“Sany has achieved initial success in lawsuit against Obama” trumpets the home page of the website of China’s Sany Group, a global corporation based in Changsha, Hunan, and one of the world’s largest manufacturers of construction machinery.

Indeed, the US Court of Appeals in Washington, DC, has stunned US lawyers by ruling that Sany’s US-based subsidiary Ralls Corporation had a constitutional right to see and rebut the unclassified evidence relied on by the secretive Committee on Foreign Investment in the US (CFIUS) in ordering Ralls to sell property that raised national security concerns. The ruling has challenged the accepted view that CFIUS’s decisions are beyond review in a case that has implications for other foreign investors.

Advertisement

Ralls’ property consisted of four wind farms located in or near US Navy restricted airspace in the state of Oregon. The company had not sought prior CFIUS approval for the deal. While CFIUS filings are not mandatory, in cases where national security is an issue, experts say companies are well advised to seek CFIUS approval before proceeding with an acquisition. 

National security

After CFIUS asked the company, owned by two Chinese nationals, to submit the deal for review, Ralls complied. However, CFIUS rejected their submission on national security grounds, without explanation, a decision upheld by president Barack Obama, who prohibited the transaction and ordered Ralls to remove any installations on the site and dispose of the properties.

By law, the president’s decision is not subject to review. Nevertheless, Ralls appealed unsuccessfully to the US District Court in Washington, DC, and then to the appeals court, claiming it was denied due process.

Though the Appeals Court agreed, sending the case back to the lower court for determination, its ruling only applies to “unclassified” information, says Jonathan Poling, a partner with the law firm Akin Gump Strauss Hauer & Feldand, and former representative for the US Department of Justice on CFIUS. “Already much of the CFIUS work is classified,” he says, and “this ruling will make CFIUS all the more reluctant to generate unclassified information in its analysis”.


Impact for business

Advertisement

Anne Salladin, a special counsel with the law firm Stroock & Stroock & Lavan and former US Treasury official advising CFIUS on legal matters, says the impact of the decision remains unclear but is unlikely to produce great change. Speaking during a webinar hosted by the Practising Law Institute, she said it could make the government assert executive privilege more often or it could encourage CFIUS to communicate more closely with applicants. “If in doubt, file,” advised her colleague Christopher Brewster.

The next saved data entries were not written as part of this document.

//! Half-open position ranges.
//!
//! Every range in Tabula is `[start, end)`. A range with `start == end` is a
//! *point*: it covers nothing but still names a location, which is how
//! structural diffs express where a deleted block used to be or where an
//! inserted block goes.

use std::fmt;

use serde::{Deserialize, Serialize};

/// A half-open `[start, end)` range of positions.
#[derive(Debug, Clone, Copy, PartialEq, Eq, Hash, Default, Serialize, Deserialize)]
pub struct PositionRange {
    /// First position covered (inclusive).
    pub start: usize,
    /// One past the last position covered (exclusive).
    pub end: usize,
}

impl PositionRange {
    /// Create a range. `end` is raised to `start` if it is smaller.
    #[inline]
    pub const fn new(start: usize, end: usize) -> Self {
        let end = if end < start { start } else { end };
        Self { start, end }
    }

    /// A collapsed range at `at`.
    #[inline]
    pub const fn point(at: usize) -> Self {
        Self { start: at, end: at }
    }

    /// Number of positions covered.
    #[inline]
    pub const fn len(&self) -> usize {
        self.end - self.start
    }

    /// True for a collapsed range.
    #[inline]
    pub const fn is_empty(&self) -> bool {
        self.start == self.end
    }

    /// True if `position` lies inside the range.
    #[inline]
    pub const fn contains(&self, position: usize) -> bool {
        position >= self.start && position < self.end
    }

    /// Iterate the covered positions.
    #[inline]
    pub fn iter(&self) -> std::ops::Range<usize> {
        self.start..self.end
    }
}

impl From<std::ops::Range<usize>> for PositionRange {
    fn from(r: std::ops::Range<usize>) -> Self {
        Self::new(r.start, r.end)
    }
}

impl fmt::Display for PositionRange {
    fn fmt(&self, f: &mut fmt::Formatter<'_>) -> fmt::Result {
        write!(f, "[{}, {})", self.start, self.end)
    }
}

/// Coalesce positions into maximal contiguous ranges.
///
/// Input order and duplicates do not matter; the output is sorted.
pub fn coalesce(positions: impl IntoIterator<Item = usize>) -> Vec<PositionRange> {
    let mut sorted: Vec<usize> = positions.into_iter().collect();
    sorted.sort_unstable();
    sorted.dedup();

    let mut ranges: Vec<PositionRange> = Vec::new();
    for p in sorted {
        match ranges.last_mut() {
            Some(last) if last.end == p => last.end = p + 1,
            _ => ranges.push(PositionRange::new(p, p + 1)),
        }
    }
    ranges
}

CFIUS’s 2012 annual report, its most recent, shows that by far the highest number of filings between 2010 and 2012 in the US were by UK companies (21%), followed by Canada and France. Filings from China rose to 12% of the total, and more investors from China filed in 2012 than from any other country.

Some experts believe filings involving Chinese owners are always scrutinised more closely. But Nova Daly, a senior public policy advisor with Wiley Rein law firm and former manager of the CFIUS process, denies this. “The process is the same no matter what country the company comes from. [CFIUS] will look at the analysis of the threat from the foreign buyer, the risk, and the vulnerability,” he says.

Whether the Ralls case is the landmark some experts claim or just an annoying speed bump for CFIUS to clear is still not certain. What is certain is that CFIUS and the US president still retain unfettered power to veto foreign investments they consider a threat to national security.